The Chief Justice also dealt with the probability that the logic of the decision by the Supreme Court would lead to legal cases demanding Polygamy, Polyandry and Plural Marriage In terms of American legal history this was not a merely theoretical suggestion.  The legal definition of Marriage as being between 2 persons was laid down in the United States by the 1878 case of Reynolds v USA 98 U.S. 145 wchich involved the legality of Mormon Polygamy.  (See my Blog for 1 August 2013 on Mormon Polygamy and the Law)

P20 "One immediate question invited by the majority’s position is whether States may retain the definition of marriage as a union of two people. Cf. Brown v. Buhman, 947 F. Supp. 2d 1170 (Utah 2013), appeal pending, No. 14-4117 (CA10). Although the majority randomly inserts the adjective “two” in various places, it offers no reason at all why the two-person element of the core definition of marriage may be preserved while the man-woman element may not. Indeed, from the standpoint of history and tradition, a leap from opposite-sex marriage to same-sex marriage is much greater than one from a two-person union to plural unions, which have deep roots in some cultures around the world. If the majority is willing to take the big leap, it is hard to see how it can say no to the shorter one."

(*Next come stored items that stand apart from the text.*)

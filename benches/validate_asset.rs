//! Benchmark: validation of a fully parsed asset

use archetype_gltf::{validate, Category, Extensions, GltfDataBuffer, Options, Parser};
use criterion::{black_box, criterion_group, criterion_main, BenchmarkId, Criterion};
use serde_json::{json, Value};

/// A node chain of length `count` hanging off a single scene
fn node_chain(count: usize) -> Value {
    let nodes: Vec<Value> = (0..count)
        .map(|i| {
            if i + 1 < count {
                json!({ "children": [i + 1] })
            } else {
                json!({})
            }
        })
        .collect();

    json!({
        "asset": { "version": "2.0" },
        "scenes": [{ "nodes": [0] }],
        "nodes": nodes
    })
}

fn validate_benchmark(c: &mut Criterion) {
    let mut group = c.benchmark_group("validate_node_chain");
    for count in [16, 256, 4096] {
        let data = GltfDataBuffer::from_bytes(node_chain(count).to_string().into_bytes());
        let mut document = Parser::new(Extensions::empty())
            .load_gltf(&data, ".", Options::empty())
            .expect("synthetic document loads");
        document.parse(Category::all()).expect("synthetic document parses");
        let asset = document.into_asset();

        group.bench_with_input(BenchmarkId::from_parameter(count), &asset, |b, asset| {
            b.iter(|| black_box(validate(asset).is_ok()))
        });
    }
    group.finish();
}

criterion_group!(benches, validate_benchmark);
criterion_main!(benches);
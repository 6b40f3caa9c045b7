//! Materials and the texture references they hold

/// How to handle transparency
#[derive(Debug, Clone, Copy, PartialEq, Eq, Default)]
pub enum AlphaMode {
    #[default]
    Opaque,
    Mask,
    Blend,
}

impl AlphaMode {
    pub fn parse(value: &str) -> Option<Self> {
        match value {
            "OPAQUE" => Some(Self::Opaque),
            "MASK" => Some(Self::Mask),
            "BLEND" => Some(Self::Blend),
            _ => None,
        }
    }
}

/// UV transform from `KHR_texture_transform`
///
/// Values are kept exactly as written in the document; rotation is in radians.
#[derive(Debug, Clone, PartialEq)]
pub struct TextureTransform {
    pub uv_offset: [f32; 2],
    pub rotation: f32,
    pub uv_scale: [f32; 2],
    /// Overrides the texture info's `tex_coord` when present
    pub tex_coord: Option<usize>,
}

impl Default for TextureTransform {
    fn default() -> Self {
        Self {
            uv_offset: [0.0, 0.0],
            rotation: 0.0,
            uv_scale: [1.0, 1.0],
            tex_coord: None,
        }
    }
}

/// Reference from a material slot to a texture
///
/// `scale` carries `normalTexture.scale` and `occlusionTexture.strength`;
/// it stays 1.0 for every other slot.
#[derive(Debug, Clone, PartialEq)]
pub struct TextureInfo {
    pub texture_index: usize,
    pub tex_coord: usize,
    pub scale: f32,
    pub transform: Option<Box<TextureTransform>>,
}

impl TextureInfo {
    pub fn new(texture_index: usize) -> Self {
        Self {
            texture_index,
            tex_coord: 0,
            scale: 1.0,
            transform: None,
        }
    }
}

/// Metallic-roughness parameters
#[derive(Debug, Clone, PartialEq)]
pub struct PbrData {
    /// Base color factor (RGBA)
    pub base_color_factor: [f32; 4],
    pub base_color_texture: Option<TextureInfo>,
    pub metallic_factor: f32,
    pub roughness_factor: f32,
    /// Metallic-roughness texture (B: metallic, G: roughness)
    pub metallic_roughness_texture: Option<TextureInfo>,
}

impl Default for PbrData {
    fn default() -> Self {
        Self {
            base_color_factor: [1.0, 1.0, 1.0, 1.0],
            base_color_texture: None,
            metallic_factor: 1.0,
            roughness_factor: 1.0,
            metallic_roughness_texture: None,
        }
    }
}

/// `KHR_materials_specular`
///
/// Every member is present exactly when the document declares it.
#[derive(Debug, Clone, PartialEq, Default)]
pub struct MaterialSpecular {
    pub specular_factor: Option<f32>,
    pub specular_texture: Option<TextureInfo>,
    pub specular_color_factor: Option<[f32; 3]>,
    pub specular_color_texture: Option<TextureInfo>,
}

/// `KHR_materials_clearcoat`
#[derive(Debug, Clone, PartialEq, Default)]
pub struct MaterialClearcoat {
    pub clearcoat_factor: f32,
    pub clearcoat_texture: Option<TextureInfo>,
    pub clearcoat_roughness_factor: f32,
    pub clearcoat_roughness_texture: Option<TextureInfo>,
    pub clearcoat_normal_texture: Option<TextureInfo>,
}

/// `KHR_materials_transmission`
#[derive(Debug, Clone, PartialEq, Default)]
pub struct MaterialTransmission {
    pub transmission_factor: f32,
    pub transmission_texture: Option<TextureInfo>,
}

/// Material properties for PBR rendering
#[derive(Debug, Clone, PartialEq)]
pub struct Material {
    /// Optional name of the material
    pub name: Option<String>,
    /// Absent when the document has no `pbrMetallicRoughness` object
    pub pbr_data: Option<PbrData>,

    pub normal_texture: Option<TextureInfo>,
    pub occlusion_texture: Option<TextureInfo>,
    pub emissive_texture: Option<TextureInfo>,
    /// Emissive factor (RGB)
    pub emissive_factor: [f32; 3],

    pub alpha_mode: AlphaMode,
    /// Alpha cutoff for masked blending
    pub alpha_cutoff: f32,
    pub double_sided: bool,

    // Extension-attached members
    /// `KHR_materials_unlit`
    pub unlit: bool,
    /// `KHR_materials_emissive_strength`
    pub emissive_strength: Option<f32>,
    /// `KHR_materials_ior`
    pub ior: Option<f32>,
    pub specular: Option<Box<MaterialSpecular>>,
    pub clearcoat: Option<Box<MaterialClearcoat>>,
    pub transmission: Option<Box<MaterialTransmission>>,
}

impl Default for Material {
    fn default() -> Self {
        Self {
            name: None,
            pbr_data: None,
            normal_texture: None,
            occlusion_texture: None,
            emissive_texture: None,
            emissive_factor: [0.0, 0.0, 0.0],
            alpha_mode: AlphaMode::Opaque,
            alpha_cutoff: 0.5,
            double_sided: false,
            unlit: false,
            emissive_strength: None,
            ior: None,
            specular: None,
            clearcoat: None,
            transmission: None,
        }
    }
}

impl Material {
    /// Core texture slots paired with their JSON names
    pub fn core_textures(&self) -> impl Iterator<Item = (&'static str, &TextureInfo)> {
        let pbr = self.pbr_data.as_ref();
        [
            (
                "baseColorTexture",
                pbr.and_then(|p| p.base_color_texture.as_ref()),
            ),
            (
                "metallicRoughnessTexture",
                pbr.and_then(|p| p.metallic_roughness_texture.as_ref()),
            ),
            ("normalTexture", self.normal_texture.as_ref()),
            ("occlusionTexture", self.occlusion_texture.as_ref()),
            ("emissiveTexture", self.emissive_texture.as_ref()),
        ]
        .into_iter()
        .filter_map(|(slot, info)| info.map(|info| (slot, info)))
    }
}
//! Meshes and primitives

/// Type of primitive to render
#[derive(Debug, Clone, Copy, PartialEq, Eq, Default)]
pub enum PrimitiveType {
    Points,
    Lines,
    LineLoop,
    LineStrip,
    #[default]
    Triangles,
    TriangleStrip,
    TriangleFan,
}

impl PrimitiveType {
    pub fn from_gl(value: u64) -> Option<Self> {
        match value {
            0 => Some(Self::Points),
            1 => Some(Self::Lines),
            2 => Some(Self::LineLoop),
            3 => Some(Self::LineStrip),
            4 => Some(Self::Triangles),
            5 => Some(Self::TriangleStrip),
            6 => Some(Self::TriangleFan),
            _ => None,
        }
    }
}

/// A named vertex attribute and the accessor supplying it
#[derive(Debug, Clone, PartialEq, Eq)]
pub struct Attribute {
    pub name: String,
    pub accessor_index: usize,
}

#[derive(Debug, Clone, PartialEq, Default)]
pub struct Primitive {
    pub attributes: Vec<Attribute>,
    pub indices_accessor: Option<usize>,
    pub material_index: Option<usize>,
    pub primitive_type: PrimitiveType,
    /// Morph targets, each a list of attribute displacements
    pub targets: Vec<Vec<Attribute>>,
}

impl Primitive {
    /// Look up an attribute's accessor by name
    pub fn find_attribute(&self, name: &str) -> Option<usize> {
        self.attributes
            .iter()
            .find(|a| a.name == name)
            .map(|a| a.accessor_index)
    }
}

#[derive(Debug, Clone, PartialEq, Default)]
pub struct Mesh {
    pub name: Option<String>,
    pub primitives: Vec<Primitive>,
    /// Default morph target weights
    pub weights: Vec<f32>,
}
//! The parsed asset graph
//!
//! Entities reference each other by plain indices into the sequences owned
//! by [`Asset`]. Nothing here checks those indices; see [`crate::validate`].

mod animation;
mod buffer;
mod light;
mod material;
mod mesh;
mod node;
mod texture;

pub use animation::*;
pub use buffer::*;
pub use light::*;
pub use material::*;
pub use mesh::*;
pub use node::*;
pub use texture::*;

use crate::options::{Category, Extensions};
use crate::source::DataSource;

/// Contents of the top-level `asset` object
#[derive(Debug, Clone, PartialEq, Eq, Default)]
pub struct AssetInfo {
    pub version: String,
    pub min_version: Option<String>,
    pub generator: Option<String>,
    pub copyright: Option<String>,
}

/// Everything parsed from one glTF document
///
/// Sequences of categories that were never parsed stay empty.
#[derive(Debug, Clone, PartialEq, Default)]
pub struct Asset {
    /// `None` when the document had no valid `asset` object and that was tolerated
    pub asset_info: Option<AssetInfo>,
    pub extensions_used: Vec<String>,
    pub extensions_required: Vec<String>,
    /// Top-level `scene`
    pub default_scene: Option<usize>,

    pub accessors: Vec<Accessor>,
    pub animations: Vec<Animation>,
    pub buffers: Vec<Buffer>,
    pub buffer_views: Vec<BufferView>,
    pub cameras: Vec<Camera>,
    pub images: Vec<Image>,
    pub lights: Vec<Light>,
    pub materials: Vec<Material>,
    pub meshes: Vec<Mesh>,
    pub nodes: Vec<Node>,
    pub samplers: Vec<Sampler>,
    pub scenes: Vec<Scene>,
    pub skins: Vec<Skin>,
    pub textures: Vec<Texture>,

    pub(crate) parsed: Category,
    pub(crate) enabled: Extensions,
}

impl Asset {
    /// Categories populated by at least one successful `parse` call
    pub fn parsed_categories(&self) -> Category {
        self.parsed
    }

    pub fn is_parsed(&self, category: Category) -> bool {
        self.parsed.contains(category)
    }

    /// Extensions that were enabled when the asset was parsed
    pub fn enabled_extensions(&self) -> Extensions {
        self.enabled
    }

    /// In-memory bytes behind a data source
    ///
    /// Follows buffer views into their buffer. Returns `None` for URI,
    /// custom-buffer and fallback sources, and for out-of-range views.
    pub fn source_bytes<'a>(&'a self, source: &'a DataSource) -> Option<&'a [u8]> {
        match source {
            DataSource::Array(array) => Some(&array.bytes),
            DataSource::BufferView(view) => self.buffer_view_bytes(view.buffer_view),
            _ => None,
        }
    }

    /// Bytes covered by a buffer view whose buffer is held in memory
    pub fn buffer_view_bytes(&self, index: usize) -> Option<&[u8]> {
        let view = self.buffer_views.get(index)?;
        let DataSource::Array(array) = &self.buffers.get(view.buffer_index)?.data else {
            return None;
        };
        let end = view.byte_offset.checked_add(view.byte_length)?;
        array.bytes.get(view.byte_offset..end)
    }

    /// Replace the sequences of `category` with those of `other`
    pub(crate) fn take_category(&mut self, other: &mut Asset, category: Category) {
        use std::mem::take;

        if category == Category::BUFFERS {
            self.buffers = take(&mut other.buffers);
        } else if category == Category::BUFFER_VIEWS {
            self.buffer_views = take(&mut other.buffer_views);
        } else if category == Category::ACCESSORS {
            self.accessors = take(&mut other.accessors);
        } else if category == Category::IMAGES {
            self.images = take(&mut other.images);
        } else if category == Category::SAMPLERS {
            self.samplers = take(&mut other.samplers);
        } else if category == Category::TEXTURES {
            self.textures = take(&mut other.textures);
        } else if category == Category::MATERIALS {
            self.materials = take(&mut other.materials);
        } else if category == Category::MESHES {
            self.meshes = take(&mut other.meshes);
        } else if category == Category::SKINS {
            self.skins = take(&mut other.skins);
        } else if category == Category::CAMERAS {
            self.cameras = take(&mut other.cameras);
        } else if category == Category::LIGHTS {
            self.lights = take(&mut other.lights);
        } else if category == Category::ANIMATIONS {
            self.animations = take(&mut other.animations);
        } else if category == Category::NODES {
            self.nodes = take(&mut other.nodes);
        } else if category == Category::SCENES {
            self.scenes = take(&mut other.scenes);
            self.default_scene = other.default_scene.take();
        }
        self.parsed |= category;
    }
}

 And he, like the other dissenters gives a warning regarding the long term implications of the Courts decision

"P22 "The majority’s understanding of due process lays out a tantalizing vision of the future for Members of this Court: If an unvarying social institution enduring over all of recorded history cannot inhibit judicial policymaking, what can? But this approach is dangerous for the rule of law. The purpose of insisting that implied fundamental rights have roots in the history and tradition of our people is to ensure that when unelected judges strike down democratically enacted laws, they do so based on something more than their own beliefs. The Court today not only overlooks our country’s entire history and tradition but actively repudiates it, preferring to live only in the heady days of the here and now"

Or as Scalia puts it more pointedly
P5"A system of government that makes the People subordinate to a committee of nine unelected lawyers does not deserve to be called a democracy."  
to which I, as a British rather than an American citizen, can only say "hear hear"

3 comments:

Mark W said...

"A system of government that makes the People subordinate to a committee of nine unelected lawyers does not deserve to be called a democracy."

To which I, as a Catholic American citizen, can only bend the knee and say "Lord, have mercy."

Anonymous said...

Well, it's even worse actually - the decision was made by a majority of ONE. I can see this decision only creating more intractable problems than solving.

Anonymous said...

Thanks, Neil, very much for this useful analysis. An extraordinary decision.